ONERA, the French aerospace lab, is one of the leading organizations in experimental research on aeronautic topics. Works on airborne synthetic aperture radars began almost fourty years ago with the first airborne demonstrator named RAMSES, on board a Transall C160 carrier aircraft. Later ONERA developed on 2006-2009 two new SAR platforms flying on board a STEMME S10-VTX and a Falcon 20 jet respectively.

The first one, called BUSARD, allowed multiple airborne data collection campaigns for both civilian and defense applications. SAR sensors available on board BUSARD are X and Ka bands, with both polarimetric and interferometric capacities. Some experimentations have also been promoted with passive sensors at lower bands (L, C, S bands).

The second one, the well-known SETHI, participated to its first operational campaign on 2009, for ESA, in the frame of BIOMASS mission. It was the first TropiSAR campaign that collected a large SAR dataset over French Guyana. Then SETHI participated to various experimentations for defense and security applications, such as: High-resolution SAR imaging, coherent and incoherent change detections, GMTI measurements, very long range operations, circular imagery…

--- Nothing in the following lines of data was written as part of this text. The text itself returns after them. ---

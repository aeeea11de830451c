//! Graph → display list.
//!
//! Walks the graph and emits backend-agnostic primitives in paint order:
//! every link first, then every node in sequence order, so later nodes are
//! drawn on top. Geometry is in world coordinates; the list carries the
//! view transform for the backend to apply.

use crate::view::ViewTransform;
use fc_core::id::NodeId;
use fc_core::{Category, Graph, Node};
use kurbo::{Affine, BezPath, Circle, Line, Point, Rect, Shape, Vec2};
use peniko::Color;

/// Half-extent of every node shape.
pub const NODE_RADIUS: f64 = 20.0;

/// Label baseline origin relative to the node centre.
pub const LABEL_OFFSET: Vec2 = Vec2::new(-10.0, 5.0);

const ARROW_LENGTH: f64 = 8.0;
const ARROW_HALF_WIDTH: f64 = 4.0;
const TOLERANCE: f64 = 0.1;

// ─── Shapes ──────────────────────────────────────────────────────────────────

/// Outline of a node, centred on its position.
#[derive(Debug, Clone, PartialEq)]
pub enum NodeShape {
    /// 40×40 square (Start).
    Square(Rect),
    /// Rhombus with vertices 20 from the centre (Decision).
    Diamond(BezPath),
    /// Flattened octagon 50 wide, 40 high (End).
    Octagon(BezPath),
    /// Circle of radius 20 (everything else).
    Circle(Circle),
}

impl NodeShape {
    pub fn for_node(node: &Node) -> Self {
        let c = Point::new(node.x as f64, node.y as f64);
        let r = NODE_RADIUS;
        match node.category {
            Category::Start => NodeShape::Square(Rect::from_center_size(c, (2.0 * r, 2.0 * r))),
            Category::Decision => {
                NodeShape::Diamond(polygon(c, &[(0.0, -r), (r, 0.0), (0.0, r), (-r, 0.0)]))
            }
            Category::End => NodeShape::Octagon(polygon(
                c,
                &[
                    (15.0, -20.0),
                    (25.0, -10.0),
                    (25.0, 10.0),
                    (15.0, 20.0),
                    (-15.0, 20.0),
                    (-25.0, 10.0),
                    (-25.0, -10.0),
                    (-15.0, -20.0),
                ],
            )),
            Category::Verb | Category::Action | Category::New => {
                NodeShape::Circle(Circle::new(c, r))
            }
        }
    }

    pub fn contains(&self, pt: Point) -> bool {
        match self {
            NodeShape::Square(rect) => rect.contains(pt),
            NodeShape::Diamond(path) | NodeShape::Octagon(path) => path.contains(pt),
            NodeShape::Circle(circle) => circle.contains(pt),
        }
    }

    pub fn bounding_box(&self) -> Rect {
        match self {
            NodeShape::Square(rect) => *rect,
            NodeShape::Diamond(path) | NodeShape::Octagon(path) => path.bounding_box(),
            NodeShape::Circle(circle) => circle.bounding_box(),
        }
    }

    pub fn to_path(&self) -> BezPath {
        match self {
            NodeShape::Square(rect) => rect.to_path(TOLERANCE),
            NodeShape::Diamond(path) | NodeShape::Octagon(path) => path.clone(),
            NodeShape::Circle(circle) => circle.to_path(TOLERANCE),
        }
    }
}

fn polygon(center: Point, offsets: &[(f64, f64)]) -> BezPath {
    let mut path = BezPath::new();
    for (i, &(dx, dy)) in offsets.iter().enumerate() {
        let p = center + Vec2::new(dx, dy);
        if i == 0 {
            path.move_to(p);
        } else {
            path.line_to(p);
        }
    }
    path.close_path();
    path
}

// ─── Theme ───────────────────────────────────────────────────────────────────

/// Colours used by the display list.
#[derive(Debug, Clone, Copy, PartialEq)]
pub struct Theme {
    pub background: Color,
    pub link: Color,
    pub label: Color,
    pub outline: Color,
    /// Outline of the pending link source.
    pub highlight: Color,
}

impl Default for Theme {
    fn default() -> Self {
        Self {
            background: Color::from_rgb8(0xFF, 0xFF, 0xFF),
            link: Color::from_rgb8(0x99, 0x99, 0x99),
            label: Color::from_rgb8(0x00, 0x00, 0x00),
            outline: Color::from_rgba8(0x00, 0x00, 0x00, 0x00),
            highlight: Color::from_rgb8(0x1E, 0x88, 0xE5),
        }
    }
}

/// Fill colour of a category (CSS named colours).
pub fn category_fill(category: Category) -> Color {
    match category {
        Category::Start => Color::from_rgb8(0xAD, 0xD8, 0xE6), // lightblue
        Category::Decision => Color::from_rgb8(0xFF, 0xA5, 0x00), // orange
        Category::End => Color::from_rgb8(0xFF, 0x00, 0x00),   // red
        Category::Verb | Category::Action | Category::New => {
            Color::from_rgb8(0xD3, 0xD3, 0xD3) // lightgrey
        }
    }
}

// ─── Display list ────────────────────────────────────────────────────────────

/// A link segment between two node centres.
#[derive(Debug, Clone, PartialEq)]
pub struct LinkItem {
    pub line: Line,
    /// Arrow head at the target's edge; `None` for self-loops and
    /// coincident endpoints.
    pub head: Option<BezPath>,
    pub color: Color,
}

#[derive(Debug, Clone, PartialEq)]
pub struct NodeItem {
    pub id: NodeId,
    pub shape: NodeShape,
    pub fill: Color,
    pub stroke: Color,
    pub stroke_width: f64,
    pub label: String,
    pub label_origin: Point,
    pub label_color: Color,
}

#[derive(Debug, Clone, PartialEq)]
pub enum Primitive {
    Link(LinkItem),
    Node(NodeItem),
}

/// Everything needed to draw one frame.
#[derive(Debug, Clone, PartialEq)]
pub struct DisplayList {
    /// World → screen.
    pub transform: Affine,
    pub background: Color,
    pub items: Vec<Primitive>,
}

impl DisplayList {
    pub fn nodes(&self) -> impl Iterator<Item = &NodeItem> {
        self.items.iter().filter_map(|item| match item {
            Primitive::Node(node) => Some(node),
            Primitive::Link(_) => None,
        })
    }

    pub fn links(&self) -> impl Iterator<Item = &LinkItem> {
        self.items.iter().filter_map(|item| match item {
            Primitive::Link(link) => Some(link),
            Primitive::Node(_) => None,
        })
    }
}

/// Build the display list for the current frame.
pub fn display_list(graph: &Graph, view: &ViewTransform, theme: &Theme) -> DisplayList {
    let mut items = Vec::with_capacity(graph.links.len() + graph.nodes.len());

    for link in &graph.links {
        let (Some(source), Some(target)) = (graph.node(link.source), graph.node(link.target))
        else {
            continue;
        };
        let from = center(source);
        let to = center(target);
        log::trace!("LINK {} -> {}", link.source, link.target);
        items.push(Primitive::Link(LinkItem {
            line: Line::new(from, to),
            head: arrow_head(from, to),
            color: theme.link,
        }));
    }

    for node in &graph.nodes {
        let shape = NodeShape::for_node(node);
        let (stroke, stroke_width) = if node.selected {
            (theme.highlight, 3.0)
        } else {
            (theme.outline, 0.0)
        };
        log::trace!(
            "NODE #{} {:?} at ({}, {})",
            node.id,
            node.category,
            node.x,
            node.y
        );
        items.push(Primitive::Node(NodeItem {
            id: node.id,
            shape,
            fill: category_fill(node.category),
            stroke,
            stroke_width,
            label: node.content.clone(),
            label_origin: center(node) + LABEL_OFFSET,
            label_color: theme.label,
        }));
    }

    DisplayList {
        transform: view.affine(),
        background: theme.background,
        items,
    }
}

fn center(node: &Node) -> Point {
    Point::new(node.x as f64, node.y as f64)
}

/// Triangle whose tip touches the target's outline (approximated by
/// `NODE_RADIUS`).
fn arrow_head(from: Point, to: Point) -> Option<BezPath> {
    let delta = to - from;
    let length = delta.hypot();
    if length <= NODE_RADIUS + ARROW_LENGTH {
        return None;
    }
    let dir = delta / length;
    let normal = Vec2::new(-dir.y, dir.x);
    let tip = to - dir * NODE_RADIUS;
    let base = tip - dir * ARROW_LENGTH;

    let mut path = BezPath::new();
    path.move_to(tip);
    path.line_to(base + normal * ARROW_HALF_WIDTH);
    path.line_to(base - normal * ARROW_HALF_WIDTH);
    path.close_path();
    Some(path)
}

Our presentation will summarize the work carried out by SETHI and BUSARD and their contributions to airborne radar remote sensing research these last 20 years, for both defense and security applications.

Spaceborne synthetic aperture radar (SAR) represents a fundamental means to address the challenges of the next decades in the domains of Earth monitoring, as well as intelligence, surveillance and reconnaissance (ISR). Novel ambiguous SAR acquisition modes, recently demonstrated with TerraSAR-X, can circumvent the swath/resolution constraint without the need for digital beamforming. These modes are effective for dedicated applications, such as maritime surveillance and ground deformation monitoring, leading to a coverage increase by a factor of 20 with the same technology. SwitchSAR is a recently-developed SAR concept that enables a multi-fold increase of the sensitivity of a SAR system for the same average transmit power and is particularly attractive for Ka-band systems and topographic interferometric applications. Besides the generation of accurate digital elevation models, the coherent combination of SAR images, taken from different angles, helps unveil the three-dimensional structure of vegetation, ice, and dry soil through high-resolution tomograms that can be better interpreted if acquired using multiple-input multiple-output systems, as demonstrated using a ground-based radar. Distributed systems, based on clusters of small satellites flying in formation, enable simultaneous collection of such multi-angular images with a significant impact on numerous applications. An affordable and versatile approach for their demonstration is based on swarms of drones equipped with lightweight radar sensors, which DLR is implementing by building up a distributed drone-based SAR infrastructure. Bistatic and multistatic geometries with spaceborne transmitters and airborne receivers also play a fundamental role in ISR applications, where broadband communication satellites can be exploited as illuminators of opportunity. These advances are forerunners for the development of novel full-fledged and NewSpace spaceborne Earth observation missions that will offer remarkable societal benefits.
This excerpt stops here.